Data StoresYour DFD will show where data is stored. For each of these locations ask the following types of questions. The answers will depend to an extent on the Data Classification of the information.
- Do we need to store the data here? Ideally, data should be stored in as few places as possible. So, for example, if your DFD indicates that data is going to be stored on an external USB stick or a laptop, this should raise a red flag.
- Do we need (all) this data? In some cases you may be storing excessive amounts of data. Data Protection Legislation requires that you only store as much information as you need.
- Do we need to take special measures to protect this data? If you are processing data which falls under Data Protection Legislation then you would need to encrypt any data which is stored on portable media, such as USB sticks or laptops. For payment card information, you would need to protect data in a manner as set down by the PCI DSS standards.
- Who should have access to the data?
- How do you control access to the data?
- How do you monitor access to the data?
- How long does the data need to be retained for?
- What happens to devices at the end of their life cycle? Devices which store sensitive or confidential information should be securely destroyed at the end of their life. Otherwise they might end up being advertised on ebay.
Data FlowsThe next step is to look at data flows using similar types of questions. Of particular importance here is whether data flows across trust boundaries. You should have indicated these in your DFD.
So these are the types of questions for the data flows.
- Do you need to protect the confidentiality of the data? If data is flowing across the trust boundary, such as the internet, then you will need to protect the data. Typically you will use technology such as SSL or its more modern variation, TLS.
- Do you need to protect the integrity of the data? Maybe we need to check digital signatures on the data to make sure that it has not been tampered with.
- Do you need to validate the data? Implement data validation etc., Using the techniques outlined in the OWASP Top 10. If it crosses a trust boundary then data validation should be used.
- Do we need all this data? If the data contains excessive information, then delete the excess.

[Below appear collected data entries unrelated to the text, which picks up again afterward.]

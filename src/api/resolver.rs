//! Pose resolver facade
//!
//! Single entry point for the dashboard shell: pointer clicks and preset
//! selections come in, display poses and calibrated move requests come
//! out. The resolver owns only immutable tables; every call is a pure
//! function of its inputs, and nothing here performs I/O or talks to the
//! robot. Rejecting non-numeric field input is the shell's job — this
//! module only ever sees numbers.

use crate::algorithms::calibration::{CalibrationTable, HomeCorrection};
use crate::algorithms::viewport::MapViewport;
use crate::api::types::{MoveRequest, PointerResolution, PresetResolution};
use crate::core::constants::HOME_LOCATION_ID;
use crate::core::types::{PointerRatio, Pose};
use crate::presets::{LocationPreset, PresetRegistry};
use crate::utils::config::{ConfigError, ResolverConfig};

/// Resolves pointer clicks and named locations into calibrated poses
#[derive(Debug, Clone)]
pub struct PoseResolver {
    viewport: MapViewport,
    registry: PresetRegistry,
    calibration: CalibrationTable,
    home_correction: HomeCorrection,
    display_decimals: u8,
}

impl PoseResolver {
    /// Resolver over the built-in hospital tables
    pub fn new() -> Self {
        Self::from_parts(&ResolverConfig::builtin())
    }

    /// Build a resolver from a validated configuration.
    ///
    /// Returns the first validation error if the configuration is not
    /// usable.
    pub fn from_config(config: &ResolverConfig) -> Result<Self, ConfigError> {
        let validation = config.validate();
        if let Some(error) = validation.errors.into_iter().next() {
            return Err(error);
        }
        Ok(Self::from_parts(config))
    }

    fn from_parts(config: &ResolverConfig) -> Self {
        Self {
            viewport: config.viewport(),
            registry: config.registry(),
            calibration: config.calibration_table(),
            home_correction: config.home.correction,
            display_decimals: config.display_decimals,
        }
    }

    /// The map viewport this resolver translates against
    pub fn viewport(&self) -> &MapViewport {
        &self.viewport
    }

    /// Selectable location ids in sorted order
    pub fn location_ids(&self) -> Vec<&str> {
        self.registry.location_ids()
    }

    /// Raw preset for a location id, if registered
    pub fn preset(&self, location_id: &str) -> Option<&LocationPreset> {
        self.registry.get(location_id)
    }

    /// Translate a pointer click into world coordinates.
    ///
    /// `display` is rounded to the configured precision and is what the
    /// form fields hold; `world` keeps full precision for marker
    /// placement.
    pub fn resolve_from_pointer(&self, pointer: PointerRatio) -> PointerResolution {
        let world = self.viewport.pointer_to_world(pointer);
        PointerResolution {
            world,
            display: world.rounded(self.display_decimals),
        }
    }

    /// Apply the location's calibration offset to a raw pose.
    ///
    /// Unknown ids pass the pose through unchanged. One pass per
    /// resolution — the offset must not be applied again downstream.
    pub fn apply_calibration(&self, raw: &Pose, location_id: &str) -> Pose {
        self.calibration.apply(raw, location_id)
    }

    /// Resolve a named location into its display pose and calibrated
    /// command.
    ///
    /// Unknown ids yield `None`; the caller no-ops (and may notify the
    /// operator), nothing is sent.
    pub fn resolve_from_preset(&self, location_id: &str) -> Option<PresetResolution> {
        let preset = self.registry.get(location_id)?;
        let calibrated = self.calibration.apply(&preset.pose, location_id);
        Some(PresetResolution {
            display: preset.pose,
            command: MoveRequest::from_pose(&calibrated, Some(preset.room.clone())),
        })
    }

    /// Resolve the home dock.
    ///
    /// Home goes through the nominal table pass like any location (the
    /// shipped table has no "home" entry, so that pass is the identity)
    /// and then its own additive correction. The display pose is the
    /// table-pass result, before the correction.
    pub fn resolve_home(&self) -> PresetResolution {
        let home = self.registry.home();
        let nominal = self.calibration.apply(&home.pose, HOME_LOCATION_ID);
        let corrected = self.home_correction.apply(&nominal);
        PresetResolution {
            display: nominal,
            command: MoveRequest::from_pose(&corrected, Some(home.room.clone())),
        }
    }
}

impl Default for PoseResolver {
    fn default() -> Self {
        Self::new()
    }
}

#[cfg(test)]
mod tests {
    use super::*;
    use crate::core::types::WorldCoordinate;

    #[test]
    fn test_pointer_resolution_center_and_corners() {
        let resolver = PoseResolver::new();

        let center = resolver.resolve_from_pointer(PointerRatio::new(0.5, 0.5));
        assert_eq!(center.display, WorldCoordinate::new(0.0, 0.0));

        let top_left = resolver.resolve_from_pointer(PointerRatio::new(0.0, 0.0));
        assert_eq!(top_left.display, WorldCoordinate::new(-10.0, -10.0));

        let bottom_right = resolver.resolve_from_pointer(PointerRatio::new(1.0, 1.0));
        assert_eq!(bottom_right.display, WorldCoordinate::new(10.0, 10.0));
    }

    #[test]
    fn test_pointer_resolution_rounds_display_only() {
        let resolver = PoseResolver::new();

        let result = resolver.resolve_from_pointer(PointerRatio::new(0.333, 0.667));

        assert!((result.world.x - (-3.34)).abs() < 1e-9);
        assert!((result.world.y - 3.34).abs() < 1e-9);
        assert!((result.display.x - (-3.3)).abs() < 1e-12);
        assert!((result.display.y - 3.3).abs() < 1e-12);
    }

    #[test]
    fn test_preset_101_command_is_calibrated() {
        let resolver = PoseResolver::new();

        let resolution = resolver.resolve_from_preset("101").unwrap();

        assert_eq!(resolution.display, Pose::new(2.0, 0.81, 1, 62.0));
        assert!((resolution.command.x - 1.508).abs() < 1e-9);
        assert!((resolution.command.y - 0.81).abs() < 1e-9);
        assert!((resolution.command.yaw - 0.421).abs() < 1e-9);
        assert_eq!(resolution.command.floor, 1);
        assert_eq!(resolution.command.room.as_deref(), Some("Room No 101"));
    }

    #[test]
    fn test_preset_104_command_equals_raw() {
        let resolver = PoseResolver::new();

        let resolution = resolver.resolve_from_preset("104").unwrap();

        assert_eq!(resolution.command.pose(), resolution.display);
        assert_eq!(resolution.display, Pose::new(-3.0, -7.0, 3, 270.0));
    }

    #[test]
    fn test_display_and_command_diverge_for_calibrated_rooms() {
        let resolver = PoseResolver::new();

        let resolution = resolver.resolve_from_preset("103").unwrap();

        assert_eq!(resolution.display, Pose::new(2.3, -0.5, 1, 0.0));
        assert!((resolution.command.x - 2.72).abs() < 1e-9);
        assert!((resolution.command.y - (-6.27)).abs() < 1e-9);
        assert!((resolution.command.yaw - (-146.296)).abs() < 1e-9);
    }

    #[test]
    fn test_unknown_location_resolves_to_none() {
        let resolver = PoseResolver::new();

        assert!(resolver.resolve_from_preset("999").is_none());
        assert!(resolver.resolve_from_preset("home").is_none());
    }

    #[test]
    fn test_home_resolution() {
        let resolver = PoseResolver::new();

        let resolution = resolver.resolve_home();

        assert_eq!(resolution.display, Pose::new(0.2, 2.6, 1, 0.0));
        assert!((resolution.command.x - (-0.792)).abs() < 1e-9);
        assert!((resolution.command.y - 4.21).abs() < 1e-9);
        assert!((resolution.command.yaw - 123.561).abs() < 1e-9);
        assert_eq!(resolution.command.floor, 1);
        assert_eq!(resolution.command.room.as_deref(), Some("home"));
    }

    #[test]
    fn test_resolution_is_deterministic() {
        let resolver = PoseResolver::new();

        assert_eq!(
            resolver.resolve_from_preset("105"),
            resolver.resolve_from_preset("105")
        );
        assert_eq!(resolver.resolve_home(), resolver.resolve_home());
    }

    #[test]
    fn test_location_ids_are_sorted() {
        let resolver = PoseResolver::new();

        assert_eq!(
            resolver.location_ids(),
            vec!["101", "102", "103", "104", "105", "106"]
        );
    }

    #[test]
    fn test_from_config_rejects_invalid_tables() {
        let mut config = ResolverConfig::builtin();
        config.viewport_span_m = -1.0;

        assert!(PoseResolver::from_config(&config).is_err());
    }

    #[test]
    fn test_config_supplied_home_table_entry_participates() {
        // A site config may calibrate home through the table as well; the
        // additive correction still runs afterwards.
        let mut config = ResolverConfig::builtin();
        config.locations.push(crate::utils::config::LocationConfig {
            id: "home".to_string(),
            pose: config.home.pose,
            room: config.home.room.clone(),
            calibration: Some(crate::algorithms::calibration::CalibrationOffset::new(
                0.1, 0.0, 0.0,
            )),
        });

        let resolver = PoseResolver::from_config(&config).unwrap();
        let resolution = resolver.resolve_home();

        assert!((resolution.command.x - (0.2 - 0.1 - 0.992)).abs() < 1e-9);
        assert!((resolution.display.x - 0.1).abs() < 1e-9);
    }
}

- How was the source authenticated? If the information is crossing a trust boundary, then we need some mechanism to confirm the identity of the sender. Typically some sort of logon mechanism is used for authentication.
- Are there any other measures which are necessary? For example, to prevent message replay or message deletion.
Document your answers to the above questions. They should help you specify the security requirements that your application will need to meet. For example, now you should have a better idea of where you need to encrypt your data, perform validation, authenticate the user etc.
Some GotchasThere are a number of areas where you need to be careful. Typically, these are the areas where data may be stored and you haven't thought about it.
Where is your backup stored? If it is stored externally, then you may need to think about mechanisms such as encryption.
Do you plan to use copies of your live production data in your test environment? Remember, that even though it's being used in the test environment, it still is live data and should have the same level of protection applied to it.
Do you write data to application log files or other similar type locations? You should make sure that this functionality is disabled on production systems.
Do you write sensitive data to your audit trail? Make sure not to write sensitive information such as passwords, names and addresses etc to your audit trail.
What about troubleshooting? Situations will arise where you need to extract production data to assist in troubleshooting. This could mean enabling application logging, or copying files to other systems where it can be analysed. You should have procedures in place to make sure that this information is deleted when the troubleshooting has been completed. Also disable any logging which you may have turned on during the troubleshooting.